▶ _TASK OBJECTIVE_: Reproduce the entries exactly.

[Collected data]
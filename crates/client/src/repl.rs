//! Line-oriented stand-in for a chat transport.
//!
//! Each stdin line is parsed as a command and dispatched for the configured
//! player. Replies print as text followed by their buttons; battles unfold at
//! the replay cadence.
use std::time::Duration;

use anyhow::Result;
use tokio::io::{AsyncBufReadExt, BufReader};
use tokio::sync::broadcast::error::RecvError;
use tokio::task::JoinHandle;
use tracing::{debug, warn};

use game_core::PlayerId;
use runtime::{BattleReplay, Command, Event, MissionEvent, Reply, RuntimeHandle, Topic};

use crate::config::ClientConfig;

const PROMPT_HINT: &str = "Type a command (e.g. /explore), /help for the list, or quit.";

pub async fn run(handle: RuntimeHandle, config: &ClientConfig) -> Result<()> {
    let notifier = spawn_notifier(&handle, config.player_id);

    let start = Command::Start {
        name: Some(config.player_name.clone()),
    };
    let reply = handle.dispatch(config.player_id, start).await?;
    present(&reply, config.replay_cadence).await;
    println!("{PROMPT_HINT}");

    let mut lines = BufReader::new(tokio::io::stdin()).lines();
    while let Some(line) = lines.next_line().await? {
        let line = line.trim();
        if line.is_empty() {
            continue;
        }
        if matches!(line, "quit" | "exit" | "/quit") {
            break;
        }

        let command = match line.parse::<Command>() {
            Ok(command) => command,
            Err(err) => {
                println!("{err}. {PROMPT_HINT}");
                continue;
            }
        };
        debug!(%command, "dispatching from stdin");
        let reply = handle.dispatch(config.player_id, command).await?;
        present(&reply, config.replay_cadence).await;
    }

    notifier.abort();
    Ok(())
}

/// Print a reply. Battle logs are replayed line by line.
async fn present(reply: &Reply, cadence: Duration) {
    match &reply.battle {
        Some(report) => {
            println!("Encountered {}! Battle commencing...", report.enemy);
            BattleReplay::from_report(report, cadence)
                .play(|line| println!("{line}"))
                .await;
        }
        None => println!("{}", reply.text.trim_end()),
    }
    for row in render_buttons(reply) {
        println!("{row}");
    }
}

/// One line per button row: `[label] /command  [label] /command`.
fn render_buttons(reply: &Reply) -> Vec<String> {
    reply
        .buttons
        .iter()
        .map(|row| {
            row.iter()
                .map(|button| format!("[{}] {}", button.label, button.command))
                .collect::<Vec<_>>()
                .join("  ")
        })
        .collect()
}

/// Print tick notifications addressed to `player`.
fn spawn_notifier(handle: &RuntimeHandle, player: PlayerId) -> JoinHandle<()> {
    let mut receivers = handle.subscribe_multiple(&[Topic::Sector, Topic::Mission]);
    let mut sector = receivers.remove(&Topic::Sector);
    let mut mission = receivers.remove(&Topic::Mission);

    tokio::spawn(async move {
        let (Some(sector), Some(mission)) = (sector.as_mut(), mission.as_mut()) else {
            return;
        };
        loop {
            let received = tokio::select! {
                event = sector.recv() => event,
                event = mission.recv() => event,
            };
            match received {
                Ok(event) => {
                    if let Some(text) = notice_text(&event, player) {
                        println!("{text}");
                    }
                }
                Err(RecvError::Lagged(skipped)) => warn!(skipped, "notifications lagged"),
                Err(RecvError::Closed) => break,
            }
        }
    })
}

fn notice_text(event: &Event, player: PlayerId) -> Option<String> {
    match event {
        Event::Sector(notice) if notice.player == player => {
            Some(format!("[sector] {}", notice.description))
        }
        Event::Mission(MissionEvent::Assigned { mission }) if mission.player == player => Some(
            format!(
                "[mission] New mission assigned: {} (Reward: {} credits)",
                mission.description, mission.reward
            ),
        ),
        Event::Mission(MissionEvent::Completed {
            player: owner,
            mission,
            reward,
        }) if *owner == player => Some(format!(
            "[mission] Mission {mission} completed. Reward: {reward} credits"
        )),
        _ => None,
    }
}
use super::{MissionId, PlayerId, Timestamp};

/// Mission status. `Completed` and `Expired` are terminal.
#[derive(Clone, Copy, Debug, PartialEq, Eq, Hash, strum::Display)]
#[cfg_attr(feature = "serde", derive(serde::Serialize, serde::Deserialize))]
#[cfg_attr(feature = "serde", serde(rename_all = "lowercase"))]
#[strum(serialize_all = "lowercase")]
pub enum MissionStatus {
    Active,
    Completed,
    /// Reachable through [`Mission::expire`]; no default flow drives it yet.
    Expired,
}

impl MissionStatus {
    pub const fn is_terminal(self) -> bool {
        !matches!(self, Self::Active)
    }
}

/// A mission accepted by a player.
#[derive(Clone, Debug, PartialEq, Eq)]
#[cfg_attr(feature = "serde", derive(serde::Serialize, serde::Deserialize))]
pub struct Mission {
    pub id: MissionId,
    pub player: PlayerId,
    pub description: String,
    pub reward: u32,
    pub status: MissionStatus,
    /// Stored for display; no code path enforces it.
    pub time_limit_secs: u32,
    pub created_at: Timestamp,
}

impl Mission {
    pub fn is_active(&self) -> bool {
        self.status == MissionStatus::Active
    }

    /// Mark the mission completed regardless of its current status.
    ///
    /// Returns whether the mission was active beforehand.
    pub fn complete(&mut self) -> bool {
        let was_active = self.is_active();
        self.status = MissionStatus::Completed;
        was_active
    }

    /// Move an active mission to `Expired`. Terminal missions are left alone.
    pub fn expire(&mut self) -> bool {
        if !self.is_active() {
            return false;
        }
        self.status = MissionStatus::Expired;
        true
    }
}

#[cfg(test)]
mod tests {
    use super::*;

    fn mission(status: MissionStatus) -> Mission {
        Mission {
            id: MissionId(1),
            player: PlayerId(1),
            description: "Rescue the stranded astronauts.".into(),
            reward: 50,
            status,
            time_limit_secs: 120,
            created_at: 1_000,
        }
    }

    #[test]
    fn complete_overwrites_any_status() {
        let mut m = mission(MissionStatus::Active);
        assert!(m.complete());
        assert_eq!(m.status, MissionStatus::Completed);

        let mut m = mission(MissionStatus::Expired);
        assert!(!m.complete());
        assert_eq!(m.status, MissionStatus::Completed);
    }

    #[test]
    fn expire_only_moves_active_missions() {
        let mut m = mission(MissionStatus::Active);
        assert!(m.expire());
        assert_eq!(m.status, MissionStatus::Expired);

        let mut m = mission(MissionStatus::Completed);
        assert!(!m.expire());
        assert_eq!(m.status, MissionStatus::Completed);
    }
}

▶ _RESULT FOR THIS EXERCISE_:
filename crates/client/src/repl.rs
//! Line-oriented stand-in for a chat transport.
//!
//! Each stdin line is parsed as a command and dispatched for the configured
//! player. Replies print as text followed by their buttons; battles unfold at
//! the replay cadence.
use std::time::Duration;

use anyhow::Result;
use tokio::io::{AsyncBufReadExt, BufReader};
use tokio::sync::broadcast::error::RecvError;
use tokio::task::JoinHandle;
use tracing::{debug, warn};

use game_core::PlayerId;
use runtime::{BattleReplay, Command, Event, MissionEvent, Reply, RuntimeHandle, Topic};

use crate::config::ClientConfig;

const PROMPT_HINT: &str = "Type a command (e.g. /explore), /help for the list, or quit.";

pub async fn run(handle: RuntimeHandle, config: &ClientConfig) -> Result<()> {
    let notifier = spawn_notifier(&handle, config.player_id);

    let start = Command::Start {
        name: Some(config.player_name.clone()),
    };
    let reply = handle.dispatch(config.player_id, start).await?;
    present(&reply, config.replay_cadence).await;
    println!("{PROMPT_HINT}");

    let mut lines = BufReader::new(tokio::io::stdin()).lines();
    while let Some(line) = lines.next_line().await? {
        let line = line.trim();
        if line.is_empty() {
            continue;
        }
        if matches!(line, "quit" | "exit" | "/quit") {
            break;
        }

        let command = match line.parse::<Command>() {
            Ok(command) => command,
            Err(err) => {
                println!("{err}. {PROMPT_HINT}");
                continue;
            }
        };
        debug!(%command, "dispatching from stdin");
        let reply = handle.dispatch(config.player_id, command).await?;
        present(&reply, config.replay_cadence).await;
    }

    notifier.abort();
    Ok(())
}

/// Print a reply. Battle logs are replayed line by line.
async fn present(reply: &Reply, cadence: Duration) {
    match &reply.battle {
        Some(report) => {
            println!("Encountered {}! Battle commencing...", report.enemy);
            BattleReplay::from_report(report, cadence)
                .play(|line| println!("{line}"))
                .await;
        }
        None => println!("{}", reply.text.trim_end()),
    }
    for row in render_buttons(reply) {
        println!("{row}");
    }
}

/// One line per button row: `[label] /command  [label] /command`.
fn render_buttons(reply: &Reply) -> Vec<String> {
    reply
        .buttons
        .iter()
        .map(|row| {
            row.iter()
                .map(|button| format!("[{}] {}", button.label, button.command))
                .collect::<Vec<_>>()
                .join("  ")
        })
        .collect()
}

/// Print tick notifications addressed to `player`.
fn spawn_notifier(handle: &RuntimeHandle, player: PlayerId) -> JoinHandle<()> {
    let mut receivers = handle.subscribe_multiple(&[Topic::Sector, Topic::Mission]);
    let mut sector = receivers.remove(&Topic::Sector);
    let mut mission = receivers.remove(&Topic::Mission);

    tokio::spawn(async move {
        let (Some(sector), Some(mission)) = (sector.as_mut(), mission.as_mut()) else {
            return;
        };
        loop {
            let received = tokio::select! {
                event = sector.recv() => event,
                event = mission.recv() => event,
            };
            match received {
                Ok(event) => {
                    if let Some(text) = notice_text(&event, player) {
                        println!("{text}");
                    }
                }
                Err(RecvError::Lagged(skipped)) => warn!(skipped, "notifications lagged"),
                Err(RecvError::Closed) => break,
            }
        }
    })
}

fn notice_text(event: &Event, player: PlayerId) -> Option<String> {
    match event {
        Event::Sector(notice) if notice.player == player => {
            Some(format!("[sector] {}", notice.description))
        }
        Event::Mission(MissionEvent::Assigned { mission }) if mission.player == player => Some(
            format!(
                "[mission] New mission assigned: {} (Reward: {} credits)",
                mission.description, mission.reward
            ),
        ),
        Event::Mission(MissionEvent::Completed {
            player: owner,
            mission,
            reward,
        }) if *owner == player => Some(format!(
            "[mission] Mission {mission} completed. Reward: {reward} credits"
        )),
        _ => None,
    }
}
use super::{MissionId, PlayerId, Timestamp};

/// Mission status. `Completed` and `Expired` are terminal.
#[derive(Clone, Copy, Debug, PartialEq, Eq, Hash, strum::Display)]
#[cfg_attr(feature = "serde", derive(serde::Serialize, serde::Deserialize))]
#[cfg_attr(feature = "serde", serde(rename_all = "lowercase"))]
#[strum(serialize_all = "lowercase")]
pub enum MissionStatus {
    Active,
    Completed,
    /// Reachable through [`Mission::expire`]; no default flow drives it yet.
    Expired,
}

impl MissionStatus {
    pub const fn is_terminal(self) -> bool {
        !matches!(self, Self::Active)
    }
}

/// A mission accepted by a player.
#[derive(Clone, Debug, PartialEq, Eq)]
#[cfg_attr(feature = "serde", derive(serde::Serialize, serde::Deserialize))]
pub struct Mission {
    pub id: MissionId,
    pub player: PlayerId,
    pub description: String,
    pub reward: u32,
    pub status: MissionStatus,
    /// Stored for display; no code path enforces it.
    pub time_limit_secs: u32,
    pub created_at: Timestamp,
}

impl Mission {
    pub fn is_active(&self) -> bool {
        self.status == MissionStatus::Active
    }

    /// Mark the mission completed regardless of its current status.
    ///
    /// Returns whether the mission was active beforehand.
    pub fn complete(&mut self) -> bool {
        let was_active = self.is_active();
        self.status = MissionStatus::Completed;
        was_active
    }

    /// Move an active mission to `Expired`. Terminal missions are left alone.
    pub fn expire(&mut self) -> bool {
        if !self.is_active() {
            return false;
        }
        self.status = MissionStatus::Expired;
        true
    }
}

#[cfg(test)]
mod tests {
    use super::*;

    fn mission(status: MissionStatus) -> Mission {
        Mission {
            id: MissionId(1),
            player: PlayerId(1),
            description: "Rescue the stranded astronauts.".into(),
            reward: 50,
            status,
            time_limit_secs: 120,
            created_at: 1_000,
        }
    }

    #[test]
    fn complete_overwrites_any_status() {
        let mut m = mission(MissionStatus::Active);
        assert!(m.complete());
        assert_eq!(m.status, MissionStatus::Completed);

        let mut m = mission(MissionStatus::Expired);
        assert!(!m.complete());
        assert_eq!(m.status, MissionStatus::Completed);
    }

    #[test]
    fn expire_only_moves_active_missions() {
        let mut m = mission(MissionStatus::Active);
        assert!(m.expire());
        assert_eq!(m.status, MissionStatus::Expired);

        let mut m = mission(MissionStatus::Completed);
        assert!(!m.expire());
        assert_eq!(m.status, MissionStatus::Completed);
    }
}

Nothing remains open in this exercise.